Awesome
Face detection based on Darknet and Wider Face dataset
This project aims to realise face detection based on darknet and Wider Face dataset,incluing:
- Modify the official methods yolov2, yolov3, yolov2-tiny and etc.,and train them on Wider Face training set.
- Training my own face detection method on Wider Face training set.
- Evaluating these methods on Wider Face validation set.
- Detecting faces by using these methods.
1. Clone the project.
First, clone this project using git:
git clone https://github.com/zlmo/Face-Detection.git
modify Makefile accordding to your device and make.
2. Prepare Wider Face dataset.
Then, we need to prepare the training set first. This includes downloading the dataset and transferring it to darknet style.

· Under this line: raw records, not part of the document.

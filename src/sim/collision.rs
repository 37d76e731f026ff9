//! Collision detection and category filtering
//!
//! Every body declares the category it belongs to and a mask of categories it
//! wants to hear about. A contact is reported only when both sides select each
//! other. The flyer is a circle; obstacles and the world bound are axis-aligned
//! rectangles.

use std::collections::HashSet;
use std::ops::BitOr;

use glam::Vec2;
use serde::{Deserialize, Serialize};

use super::graph::{NodeId, NodeKind, SceneGraph};
use super::spawner::SegmentSlot;
use super::world::WorldState;

/// Collision category bits
#[derive(Debug, Clone, Copy, PartialEq, Eq, Hash, Serialize, Deserialize)]
pub struct Category(pub u32);

impl Category {
    pub const NONE: Category = Category(0);
    pub const FLYER: Category = Category(1 << 0);
    pub const WORLD: Category = Category(1 << 1);
    pub const OBSTACLE: Category = Category(1 << 2);

    #[inline]
    pub fn intersects(self, other: Category) -> bool {
        self.0 & other.0 != 0
    }
}

impl BitOr for Category {
    type Output = Category;

    fn bitor(self, rhs: Category) -> Category {
        Category(self.0 | rhs.0)
    }
}

/// Hitbox geometry, centered on the owner's position
#[derive(Debug, Clone, Copy, PartialEq)]
pub enum Shape {
    Circle { radius: f32 },
    Rect { half_extents: Vec2 },
}

/// A physics body's filtering data and shape
#[derive(Debug, Clone, Copy, PartialEq)]
pub struct Body {
    pub category: Category,
    pub contact_mask: Category,
    pub shape: Shape,
}

impl Body {
    pub fn flyer(radius: f32) -> Self {
        Self {
            category: Category::FLYER,
            contact_mask: Category::OBSTACLE | Category::WORLD,
            shape: Shape::Circle { radius },
        }
    }

    pub fn obstacle(size: Vec2) -> Self {
        Self {
            category: Category::OBSTACLE,
            contact_mask: Category::FLYER,
            shape: Shape::Rect {
                half_extents: size / 2.0,
            },
        }
    }

    pub fn world_bound(size: Vec2) -> Self {
        Self {
            category: Category::WORLD,
            contact_mask: Category::FLYER,
            shape: Shape::Rect {
                half_extents: size / 2.0,
            },
        }
    }

    /// Both bodies want to hear about each other
    pub fn selects(&self, other: &Body) -> bool {
        self.contact_mask.intersects(other.category) && other.contact_mask.intersects(self.category)
    }
}

/// A body that never moves on its own
#[derive(Debug, Clone, Copy)]
pub struct StaticBody {
    pub position: Vec2,
    pub body: Body,
}

/// Reported once when two selecting bodies start touching
#[derive(Debug, Clone, Copy, PartialEq, Eq)]
pub struct ContactEvent {
    pub a: Category,
    pub b: Category,
}

impl ContactEvent {
    pub fn involves(&self, category: Category) -> bool {
        self.a == category || self.b == category
    }
}

/// Something that reacts to contacts
pub trait CollisionListener {
    fn on_contact(&mut self, event: &ContactEvent, world: &mut WorldState, graph: &mut SceneGraph);
}

/// Check overlap between a circle and an axis-aligned rectangle
pub fn circle_rect_overlap(center: Vec2, radius: f32, rect_center: Vec2, half_extents: Vec2) -> bool {
    let closest = center.clamp(rect_center - half_extents, rect_center + half_extents);
    center.distance_squared(closest) < radius * radius
}

/// Check overlap between two shapes at the given positions
pub fn shapes_overlap(a_pos: Vec2, a: &Shape, b_pos: Vec2, b: &Shape) -> bool {
    match (a, b) {
        (Shape::Circle { radius: ra }, Shape::Circle { radius: rb }) => {
            let r = ra + rb;
            a_pos.distance_squared(b_pos) < r * r
        }
        (Shape::Circle { radius }, Shape::Rect { half_extents }) => {
            circle_rect_overlap(a_pos, *radius, b_pos, *half_extents)
        }
        (Shape::Rect { half_extents }, Shape::Circle { radius }) => {
            circle_rect_overlap(b_pos, *radius, a_pos, *half_extents)
        }
        (Shape::Rect { half_extents: ha }, Shape::Rect { half_extents: hb }) => {
            let d = (a_pos - b_pos).abs();
            d.x < ha.x + hb.x && d.y < ha.y + hb.y
        }
    }
}

/// Identity of whatever the flyer is touching
#[derive(Debug, Clone, Copy, PartialEq, Eq, Hash)]
pub enum BodyKey {
    Bound(usize),
    Segment(NodeId, SegmentSlot),
}

/// Tracks which bodies the flyer overlaps so each contact begins only once
#[derive(Debug, Default)]
pub struct CollisionSystem {
    touching: HashSet<BodyKey>,
}

impl CollisionSystem {
    pub fn new() -> Self {
        Self::default()
    }

    /// Bodies currently overlapping the flyer
    pub fn touching(&self) -> usize {
        self.touching.len()
    }

    /// Test the flyer against every bound and obstacle segment. Returns the
    /// contacts that began this step.
    pub fn detect(
        &mut self,
        flyer_pos: Vec2,
        flyer: &Body,
        bounds: &[StaticBody],
        graph: &SceneGraph,
    ) -> Vec<ContactEvent> {
        let mut now_touching = HashSet::new();
        let mut began = Vec::new();

        let mut test = |key: BodyKey, pos: Vec2, body: &Body| {
            if !flyer.selects(body) || !shapes_overlap(flyer_pos, &flyer.shape, pos, &body.shape) {
                return;
            }
            now_touching.insert(key);
            if !self.touching.contains(&key) {
                began.push(ContactEvent {
                    a: flyer.category,
                    b: body.category,
                });
            }
        };

        for (i, bound) in bounds.iter().enumerate() {
            test(BodyKey::Bound(i), bound.position, &bound.body);
        }

        for node in graph.iter() {
            let NodeKind::Obstacles(pair) = &node.kind else {
                continue;
            };
            let origin = graph.world_position(node.id);
            for segment in &pair.segments {
                test(
                    BodyKey::Segment(node.id, segment.slot),
                    origin + segment.offset,
                    &segment.body,
                );
            }
        }

        self.touching = now_touching;
        began
    }
}

#[cfg(test)]
mod tests {
    use super::*;
    use crate::sim::graph::SpeedScale;
    use crate::sim::spawner::{ObstaclePair, ObstacleSegment};

    fn ground() -> StaticBody {
        StaticBody {
            position: Vec2::new(160.0, 56.0),
            body: Body::world_bound(Vec2::new(320.0, 112.0)),
        }
    }

    fn pair_at(y: f32) -> ObstaclePair {
        let size = Vec2::new(52.0, 320.0);
        let segment = |slot, offset| ObstacleSegment {
            slot,
            offset,
            size,
            body: Body::obstacle(size),
        };
        ObstaclePair {
            spawned_at: 0.0,
            y,
            segments: [
                segment(SegmentSlot::Lower, Vec2::new(0.0, y)),
                segment(SegmentSlot::Upper, Vec2::new(0.0, y + 420.0)),
            ],
        }
    }

    #[test]
    fn test_category_bits_are_disjoint() {
        let all = [Category::FLYER, Category::WORLD, Category::OBSTACLE];
        for (i, a) in all.iter().enumerate() {
            assert_eq!(a.0.count_ones(), 1);
            for b in &all[i + 1..] {
                assert!(!a.intersects(*b));
            }
        }
    }

    #[test]
    fn test_selection_is_mutual() {
        let flyer = Body::flyer(12.0);
        let pipe = Body::obstacle(Vec2::new(52.0, 320.0));
        let bound = Body::world_bound(Vec2::new(320.0, 112.0));

        assert!(flyer.selects(&pipe));
        assert!(flyer.selects(&bound));
        assert!(!pipe.selects(&bound));
        assert!(!bound.selects(&pipe));

        let deaf = Body {
            contact_mask: Category::NONE,
            ..flyer
        };
        assert!(!deaf.selects(&pipe));
    }

    #[test]
    fn test_circle_rect_overlap() {
        let half = Vec2::new(10.0, 10.0);
        assert!(circle_rect_overlap(Vec2::new(15.0, 0.0), 6.0, Vec2::ZERO, half));
        assert!(!circle_rect_overlap(Vec2::new(17.0, 0.0), 6.0, Vec2::ZERO, half));
        // Corner: distance sqrt(2)*5 ~ 7.07
        assert!(!circle_rect_overlap(Vec2::new(15.0, 15.0), 7.0, Vec2::ZERO, half));
        assert!(circle_rect_overlap(Vec2::new(15.0, 15.0), 7.1, Vec2::ZERO, half));
        // Center inside
        assert!(circle_rect_overlap(Vec2::ZERO, 1.0, Vec2::ZERO, half));
    }

    #[test]
    fn test_rect_rect_overlap() {
        let a = Shape::Rect {
            half_extents: Vec2::new(5.0, 5.0),
        };
        assert!(shapes_overlap(Vec2::ZERO, &a, Vec2::new(9.0, 0.0), &a));
        assert!(!shapes_overlap(Vec2::ZERO, &a, Vec2::new(11.0, 0.0), &a));
    }

    #[test]
    fn test_ground_contact_begins_once() {
        let mut system = CollisionSystem::new();
        let graph = SceneGraph::new();
        let flyer = Body::flyer(12.0);
        let bounds = [ground()];

        let events = system.detect(Vec2::new(80.0, 120.0), &flyer, &bounds, &graph);
        assert_eq!(
            events,
            vec![ContactEvent {
                a: Category::FLYER,
                b: Category::WORLD
            }]
        );

        // Still resting on the ground: no new contact
        let events = system.detect(Vec2::new(80.0, 118.0), &flyer, &bounds, &graph);
        assert!(events.is_empty());
        assert_eq!(system.touching(), 1);

        // Leave and come back: contact begins again
        assert!(system.detect(Vec2::new(80.0, 300.0), &flyer, &bounds, &graph).is_empty());
        assert_eq!(system.detect(Vec2::new(80.0, 110.0), &flyer, &bounds, &graph).len(), 1);
    }

    #[test]
    fn test_obstacle_contact_uses_scrolled_position() {
        let mut system = CollisionSystem::new();
        let mut graph = SceneGraph::new();
        let root = graph.root();
        let id = graph.add(
            root,
            NodeKind::Obstacles(pair_at(100.0)),
            Vec2::new(80.0, 0.0),
            0.0,
            SpeedScale::Fixed(1.0),
        );
        let flyer = Body::flyer(12.0);

        // In the gap: lower top at 260, upper bottom at 360
        assert!(system.detect(Vec2::new(80.0, 310.0), &flyer, &[], &graph).is_empty());

        // Touching the lower segment
        let events = system.detect(Vec2::new(80.0, 265.0), &flyer, &[], &graph);
        assert_eq!(events.len(), 1);
        assert!(events[0].involves(Category::OBSTACLE));

        // Scroll the pair away
        graph.get_mut(id).unwrap().position.x = 300.0;
        assert!(system.detect(Vec2::new(80.0, 265.0), &flyer, &[], &graph).is_empty());
        assert_eq!(system.touching(), 0);
    }
}
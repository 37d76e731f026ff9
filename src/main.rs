//! Skyflap headless runner
//!
//! Builds a scene from the stock texture metrics, drives it with a synthetic
//! 60 Hz clock and a simple autopilot, then prints a JSON summary.
//!
//! Usage: `skyflap [seconds] [config.json]`

#[cfg(not(target_arch = "wasm32"))]
fn main() -> Result<(), Box<dyn std::error::Error>> {
    use skyflap::sim::{GamePhase, GameScene, LoopDriver};
    use skyflap::{AssetManifest, SceneConfig};

    env_logger::init();

    let mut args = std::env::args().skip(1);
    let seconds: f64 = match args.next() {
        Some(s) => s.parse()?,
        None => 20.0,
    };
    let config = match args.next() {
        Some(path) => SceneConfig::from_json(&std::fs::read_to_string(path)?)?,
        None => SceneConfig::default(),
    };

    let mut scene = GameScene::new(config, &AssetManifest::stock())?;
    let mut driver = LoopDriver::new();
    log::info!("Skyflap (headless) running for {seconds}s");

    let frame_time = 1.0 / 60.0;
    let mut timestamp = 0.0;
    let mut flaps = 0u32;
    let mut frozen_at = None;

    while timestamp <= seconds {
        if scene.phase() == GamePhase::Active && autopilot_wants_flap(&scene) {
            driver.activate();
            flaps += 1;
        }
        driver.frame(timestamp, &mut scene);

        if frozen_at.is_none() && scene.phase() == GamePhase::Frozen {
            frozen_at = Some(scene.world().elapsed());
            log::info!(
                "frozen at {:.2}s after {} pairs",
                scene.world().elapsed(),
                scene.spawner().spawned()
            );
        }
        timestamp += frame_time;
    }

    let summary = serde_json::json!({
        "elapsed": scene.world().elapsed(),
        "steps": driver.steps(),
        "phase": scene.phase(),
        "frozen_at": frozen_at,
        "flaps": flaps,
        "pairs_spawned": scene.spawner().spawned(),
        "pairs_suppressed": scene.spawner().suppressed(),
        "pairs_live": scene.obstacle_pairs().count(),
        "frame": scene.render(),
    });
    println!("{}", serde_json::to_string_pretty(&summary)?);
    Ok(())
}

/// Flap when falling below the middle of the next opening
#[cfg(not(target_arch = "wasm32"))]
fn autopilot_wants_flap(scene: &skyflap::sim::GameScene) -> bool {
    let flyer = scene.flyer();
    if flyer.velocity.y > 0.0 {
        return false;
    }

    let target = scene
        .obstacle_pairs()
        .map(|(id, pair)| (scene.graph().world_position(id), pair))
        .filter(|(origin, pair)| origin.x + pair.width() / 2.0 + flyer.radius > flyer.position.x)
        .min_by(|(a, _), (b, _)| a.x.total_cmp(&b.x))
        .map(|(origin, pair)| origin.y + pair.lower().top() + pair.gap() / 2.0)
        .unwrap_or(scene.config().viewport_height / 2.0);

    flyer.position.y < target - flyer.radius
}

#[cfg(target_arch = "wasm32")]
fn main() {
    // Headless runner is native only
}
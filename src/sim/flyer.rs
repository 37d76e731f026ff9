//! The player-controlled flyer
//!
//! Gravity pulls it down; each activate replaces its vertical velocity with a
//! fixed upward kick. Its tilt follows vertical velocity, nose-down faster
//! than nose-up.

use glam::Vec2;

use super::collision::Body;
use super::timeline::{Effect, Sequence, Step};
use super::world::{Frame, Updatable};
use crate::clamp;
use crate::config::SceneConfig;

#[derive(Debug, Clone)]
pub struct Flyer {
    pub position: Vec2,
    /// Units per second
    pub velocity: Vec2,
    pub radius: f32,
    pub body: Body,
    rotation: f32,
    frame: u8,
    /// Wing animation; attached to the flyer, so it ignores world speed
    animation: Sequence<u8>,
    effects: Vec<Effect<u8>>,
    flap_impulse: Vec2,
    points_per_unit: f32,
    rotation_min: f32,
    rotation_max: f32,
    gain_descending: f32,
    gain_ascending: f32,
}

impl Flyer {
    /// `sprite_size` is the scaled sprite; the hitbox radius is half its height
    pub fn new(config: &SceneConfig, position: Vec2, sprite_size: Vec2) -> Self {
        let radius = sprite_size.y / 2.0;
        let hold = config.flyer_frame_time;
        Self {
            position,
            velocity: Vec2::ZERO,
            radius,
            body: Body::flyer(radius),
            rotation: 0.0,
            frame: 0,
            animation: Sequence::forever(vec![
                Step::Emit(0),
                Step::Wait(hold),
                Step::Emit(1),
                Step::Wait(hold),
            ]),
            effects: Vec::new(),
            flap_impulse: config.flap_impulse,
            points_per_unit: config.points_per_unit,
            rotation_min: config.rotation_min,
            rotation_max: config.rotation_max,
            gain_descending: config.rotation_gain_descending,
            gain_ascending: config.rotation_gain_ascending,
        }
    }

    /// Flap: zero the velocity, then apply the impulse. Never additive.
    pub fn activate(&mut self) {
        self.velocity = Vec2::ZERO;
        self.velocity += self.flap_impulse;
    }

    /// Tilt for a given vertical velocity
    pub fn tilt_for(&self, vertical_velocity: f32) -> f32 {
        let gain = if vertical_velocity < 0.0 {
            self.gain_descending
        } else {
            self.gain_ascending
        };
        clamp(self.rotation_min, self.rotation_max, vertical_velocity * gain)
    }

    /// Radians, counter-clockwise
    pub fn rotation(&self) -> f32 {
        self.rotation
    }

    /// Current wing texture frame
    pub fn frame(&self) -> u8 {
        self.frame
    }
}

impl Updatable for Flyer {
    fn update(&mut self, frame: &mut Frame<'_>) {
        self.animation.advance(frame.dt, &mut self.effects);
        for effect in self.effects.drain(..) {
            if let Effect::Emit(index) = effect {
                self.frame = index;
            }
        }

        let dt = frame.dt * frame.world.speed();
        if dt > 0.0 {
            self.velocity += frame.world.gravity * dt;
            self.position += self.velocity * self.points_per_unit * dt;
        }

        // Frozen: keep the angle it had on impact
        if frame.world.is_active() {
            self.rotation = self.tilt_for(self.velocity.y);
        }
    }
}

#[cfg(test)]
mod tests {
    use super::*;
    use crate::sim::graph::SceneGraph;
    use crate::sim::world::WorldState;
    use proptest::prelude::*;

    fn flyer() -> Flyer {
        Flyer::new(
            &SceneConfig::default(),
            Vec2::new(80.0, 284.0),
            Vec2::new(34.0, 24.0),
        )
    }

    fn step(flyer: &mut Flyer, world: &WorldState, dt: f32) {
        let mut graph = SceneGraph::new();
        let mut frame = Frame {
            world,
            graph: &mut graph,
            dt,
            cues: &[],
        };
        flyer.update(&mut frame);
    }

    #[test]
    fn test_hitbox_is_half_sprite_height() {
        let flyer = flyer();
        assert_eq!(flyer.radius, 12.0);
    }

    #[test]
    fn test_activate_replaces_velocity() {
        let mut flyer = flyer();
        for before in [Vec2::ZERO, Vec2::new(0.0, -40.0), Vec2::new(3.0, 25.0)] {
            flyer.velocity = before;
            flyer.activate();
            assert_eq!(flyer.velocity, Vec2::new(0.0, 6.0));
        }
    }

    #[test]
    fn test_gravity_after_flap() {
        let mut flyer = flyer();
        let world = WorldState::new(Vec2::new(0.0, -5.0));
        flyer.activate();
        assert_eq!(flyer.velocity, Vec2::new(0.0, 6.0));

        let dt = 1.0 / 120.0;
        let y0 = flyer.position.y;
        step(&mut flyer, &world, dt);
        assert!((flyer.velocity.y - (6.0 - 5.0 * dt)).abs() < 1e-6);
        assert!(flyer.position.y > y0);
    }

    #[test]
    fn test_tilt_gains() {
        let flyer = flyer();
        assert!((flyer.tilt_for(-100.0) - (-0.3)).abs() < 1e-6);
        assert!((flyer.tilt_for(100.0) - 0.1).abs() < 1e-6);
        assert_eq!(flyer.tilt_for(0.0), 0.0);
        assert_eq!(flyer.tilt_for(-1000.0), -1.0);
        assert_eq!(flyer.tilt_for(800.0), 0.8);
        assert_eq!(flyer.tilt_for(5000.0), 0.8);
        assert_eq!(flyer.tilt_for(-5000.0), -1.0);
    }

    #[test]
    fn test_frozen_flyer_keeps_state() {
        let mut flyer = flyer();
        let mut world = WorldState::new(Vec2::new(0.0, -5.0));
        flyer.velocity = Vec2::new(0.0, -200.0);
        step(&mut flyer, &world, 0.01);
        let rotation = flyer.rotation();
        assert!(rotation < 0.0);

        world.freeze();
        let (pos, vel) = (flyer.position, flyer.velocity);
        flyer.velocity.y = 300.0;
        step(&mut flyer, &world, 0.5);
        assert_eq!(flyer.rotation(), rotation);
        assert_eq!(flyer.position, pos);
        assert_ne!(flyer.velocity, vel);
        assert_eq!(flyer.velocity.y, 300.0);
    }

    #[test]
    fn test_wing_animation_runs_while_frozen() {
        let mut flyer = flyer();
        let mut world = WorldState::new(Vec2::ZERO);
        world.freeze();
        step(&mut flyer, &world, 0.125);
        assert_eq!(flyer.frame(), 0);
        step(&mut flyer, &world, 0.125);
        assert_eq!(flyer.frame(), 1);
        step(&mut flyer, &world, 0.25);
        assert_eq!(flyer.frame(), 0);
    }

    proptest! {
        #[test]
        fn tilt_always_in_range(vy in -1.0e6f32..1.0e6) {
            let tilt = flyer().tilt_for(vy);
            prop_assert!((-1.0..=0.8).contains(&tilt));
        }
    }
}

a. Download and extract Wider Face dataset
Download link can be found here: http://mmlab.ie.cuhk.edu.hk/projects/WIDERFace/ WIDER_train.zip, WIDER_val.zip and wider_face_split.zip are needed at least.
Once downloading completed, extract WIDER_train.zip, WIDER_val.zip and wider_face_split.zip to '/darknet'
unzip WIDER_train.zip -d ./darknet
unzip WIDER_val.zip -d ./darknet
unzip wider_face_split.zip -d ./darknet
b. Transfer Wider Face to darknet style
When we use Wider Face to train our networks, we need to transfer the dataset to darknet style. The official darknet project use Pascal VOC style, so we transfer Wider Face to Pascal VOC style. I have write the python file to transfer, just run it!
python widerface_label.py
This file will do the following things:
- Make the directories: /WIDER_FACE_VOC/VOC2007/VOCdevkit/JPEGImages / WIDER_FACE_VOC/VOC2007/VOCdevkit/Labels
- Generate training images. . Copy the training images from each branch of WIDER_train and integrate them together in /JPEGImages
- Generate training labels.
The original format of the annotations of Wider Face is:
...
< image name i >
< number of faces in this image = im > < bounding box of face i1: left, top, width, height > < bounding box of face i2: left, top, width, height > ... < bounding box of face im: left, top, width, height > ... and darknet wants a .txt file as label for each image, each line for each ground truth object in the image looks like: <object-class> <x> <y> <width> <height> Where x, y, width, and height are relative to the image's width and height. - Modify some valid labels. There are some valid images in Wider Face whose bounding box annotations has values less than 0. The annotation value of x, y, width and height must more than 0, a value less than zero will lead to 'segmentation fault'. So we need to check all the annotations to make sure all values are more than 0. Once a value is checked to less than 0, it will be forced to set to 0.001.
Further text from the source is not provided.